- Opening Delimiter -
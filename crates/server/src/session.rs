//! Session Management
//!
//! One chat widget per visitor session, expired after a period of
//! inactivity.

use std::collections::HashMap;
use std::sync::Arc;
use std::time::Duration;

use parking_lot::RwLock;
use serde::Serialize;
use tokio::sync::watch;
use tokio::time::Instant;

use vendchat_agent::{ChatEngine, ChatWidget, Preferences, SessionState};
use vendchat_config::{ChatbotConfig, LocaleCatalog};
use vendchat_core::{Language, Message};

use crate::ServerError;

/// Serializable view of a session
#[derive(Debug, Clone, Serialize)]
pub struct SessionView {
    pub session_id: String,
    pub open: bool,
    pub state: SessionState,
    pub language: Language,
    pub direction: &'static str,
    pub typing: bool,
    pub messages: Vec<Message>,
    pub preferences: Preferences,
}

/// Session state
pub struct ChatSession {
    /// Session ID
    pub id: String,
    /// Widget driving the conversation
    pub widget: ChatWidget,
    /// Creation time
    pub created_at: Instant,
    /// Last activity
    pub last_activity: RwLock<Instant>,
}

impl ChatSession {
    pub fn new(id: impl Into<String>, widget: ChatWidget) -> Self {
        let now = Instant::now();
        Self {
            id: id.into(),
            widget,
            created_at: now,
            last_activity: RwLock::new(now),
        }
    }

    /// Update last activity
    pub fn touch(&self) {
        *self.last_activity.write() = Instant::now();
    }

    /// Check if session is expired
    pub fn is_expired(&self, timeout: Duration) -> bool {
        self.last_activity.read().elapsed() > timeout
    }

    pub fn view(&self) -> SessionView {
        let language = self.widget.language();
        SessionView {
            session_id: self.id.clone(),
            open: self.widget.is_open(),
            state: self.widget.state(),
            language,
            direction: language.direction().as_str(),
            typing: self.widget.is_typing(),
            messages: self.widget.messages(),
            preferences: self.widget.preferences(),
        }
    }
}

/// Session manager
pub struct SessionManager {
    sessions: RwLock<HashMap<String, Arc<ChatSession>>>,
    engine: Arc<ChatEngine>,
    catalog: Arc<LocaleCatalog>,
    chatbot: ChatbotConfig,
    max_sessions: usize,
    session_timeout: Duration,
    cleanup_interval: Duration,
}

impl SessionManager {
    pub fn new(
        engine: Arc<ChatEngine>,
        catalog: Arc<LocaleCatalog>,
        chatbot: ChatbotConfig,
        max_sessions: usize,
        session_timeout: Duration,
        cleanup_interval: Duration,
    ) -> Self {
        Self {
            sessions: RwLock::new(HashMap::new()),
            engine,
            catalog,
            chatbot,
            max_sessions,
            session_timeout,
            cleanup_interval,
        }
    }

    /// Start a background task that periodically removes expired sessions
    ///
    /// Send `true` on the returned channel to stop it.
    pub fn start_cleanup_task(self: &Arc<Self>) -> watch::Sender<bool> {
        let (shutdown_tx, mut shutdown_rx) = watch::channel(false);
        let manager = Arc::clone(self);
        let interval = manager.cleanup_interval;

        tokio::spawn(async move {
            let mut interval_timer = tokio::time::interval(interval);
            interval_timer.set_missed_tick_behavior(tokio::time::MissedTickBehavior::Skip);

            loop {
                tokio::select! {
                    _ = interval_timer.tick() => {
                        let removed = manager.cleanup_expired();
                        if removed > 0 {
                            tracing::info!(removed, remaining = manager.count(), "Session cleanup");
                        }
                    }
                    _ = shutdown_rx.changed() => {
                        if *shutdown_rx.borrow() {
                            tracing::info!("Session cleanup task shutting down");
                            break;
                        }
                    }
                }
            }
        });

        shutdown_tx
    }

    /// Create a session with an open widget
    pub fn create(&self, language: Language) -> Result<Arc<ChatSession>, ServerError> {
        let mut sessions = self.sessions.write();

        if sessions.len() >= self.max_sessions {
            Self::remove_expired(&mut sessions, self.session_timeout);
            if sessions.len() >= self.max_sessions {
                return Err(ServerError::Capacity);
            }
        }

        let widget =
            ChatWidget::with_engine(&self.chatbot, self.catalog.clone(), self.engine.clone())?;
        widget.set_language(language);
        widget.open();

        let id = uuid::Uuid::new_v4().to_string();
        let session = Arc::new(ChatSession::new(&id, widget));
        sessions.insert(id.clone(), session.clone());
        crate::metrics::set_active_sessions(sessions.len());

        tracing::info!(session_id = %id, language = language.code(), "Created session");
        Ok(session)
    }

    /// Get a session by ID
    pub fn get(&self, id: &str) -> Result<Arc<ChatSession>, ServerError> {
        self.sessions
            .read()
            .get(id)
            .cloned()
            .ok_or_else(|| ServerError::SessionNotFound(id.to_string()))
    }

    /// Remove a session; returns whether it existed
    pub fn remove(&self, id: &str) -> bool {
        let mut sessions = self.sessions.write();
        let Some(session) = sessions.remove(id) else {
            return false;
        };
        session.widget.close();
        crate::metrics::set_active_sessions(sessions.len());
        tracing::info!(session_id = %id, "Removed session");
        true
    }

    /// Active session count
    pub fn count(&self) -> usize {
        self.sessions.read().len()
    }

    pub fn list(&self) -> Vec<String> {
        self.sessions.read().keys().cloned().collect()
    }

    /// Remove expired sessions; returns how many were removed
    pub fn cleanup_expired(&self) -> usize {
        let mut sessions = self.sessions.write();
        let removed = Self::remove_expired(&mut sessions, self.session_timeout);
        crate::metrics::set_active_sessions(sessions.len());
        removed
    }

    fn remove_expired(
        sessions: &mut HashMap<String, Arc<ChatSession>>,
        timeout: Duration,
    ) -> usize {
        let expired: Vec<String> = sessions
            .iter()
            .filter(|(_, s)| s.is_expired(timeout))
            .map(|(id, _)| id.clone())
            .collect();

        for id in &expired {
            if let Some(session) = sessions.remove(id) {
                session.widget.close();
                tracing::info!(session_id = %id, "Expired session");
            }
        }
        expired.len()
    }
}

#[cfg(test)]
mod tests {
    use super::*;
    use vendchat_config::{ContactConfig, KeywordTables};

    fn manager(max_sessions: usize, timeout: Duration) -> Arc<SessionManager> {
        Arc::new(SessionManager::new(
            Arc::new(ChatEngine::new(&KeywordTables::default(), ContactConfig::default())),
            Arc::new(LocaleCatalog::builtin().unwrap()),
            ChatbotConfig::default(),
            max_sessions,
            timeout,
            Duration::from_secs(1),
        ))
    }

    #[tokio::test(start_paused = true)]
    async fn test_session_creation() {
        let manager = manager(10, Duration::from_secs(60));
        let session = manager.create(Language::Arabic).unwrap();

        let view = session.view();
        assert!(view.open);
        assert_eq!(view.language, Language::Arabic);
        assert_eq!(view.direction, "rtl");
        assert_eq!(view.messages.len(), 1);
        assert_eq!(view.state, SessionState::Welcomed);
        assert_eq!(manager.count(), 1);
    }

    #[tokio::test(start_paused = true)]
    async fn test_session_get_and_remove() {
        let manager = manager(10, Duration::from_secs(60));
        let id = manager.create(Language::English).unwrap().id.clone();

        assert_eq!(manager.get(&id).unwrap().id, id);
        assert!(manager.remove(&id));
        assert!(!manager.remove(&id));
        assert!(matches!(manager.get(&id), Err(ServerError::SessionNotFound(_))));
    }

    #[tokio::test(start_paused = true)]
    async fn test_capacity_limit() {
        let manager = manager(1, Duration::from_secs(60));
        manager.create(Language::English).unwrap();
        assert!(matches!(manager.create(Language::English), Err(ServerError::Capacity)));

        // An expired session frees its slot
        tokio::time::advance(Duration::from_secs(61)).await;
        assert!(manager.create(Language::English).is_ok());
        assert_eq!(manager.count(), 1);
    }

    #[tokio::test(start_paused = true)]
    async fn test_touch_keeps_session_alive() {
        let manager = manager(10, Duration::from_secs(60));
        let active = manager.create(Language::English).unwrap();
        let idle = manager.create(Language::English).unwrap();

        tokio::time::advance(Duration::from_secs(40)).await;
        active.touch();
        tokio::time::advance(Duration::from_secs(40)).await;

        assert_eq!(manager.cleanup_expired(), 1);
        assert!(manager.get(&active.id).is_ok());
        assert!(manager.get(&idle.id).is_err());
        assert!(!idle.widget.is_open());
    }

    #[tokio::test(start_paused = true)]
    async fn test_cleanup_task() {
        let manager = manager(10, Duration::from_secs(5));
        manager.create(Language::English).unwrap();

        let shutdown = manager.start_cleanup_task();
        tokio::time::sleep(Duration::from_secs(7)).await;
        assert_eq!(manager.count(), 0);

        shutdown.send(true).unwrap();
    }
}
- Closing Delimiter -
• WHAT IS REQUIRED:
Write only the number of lines in the data where the string "SessionView" can be found.

• TASK OUTPUT:
3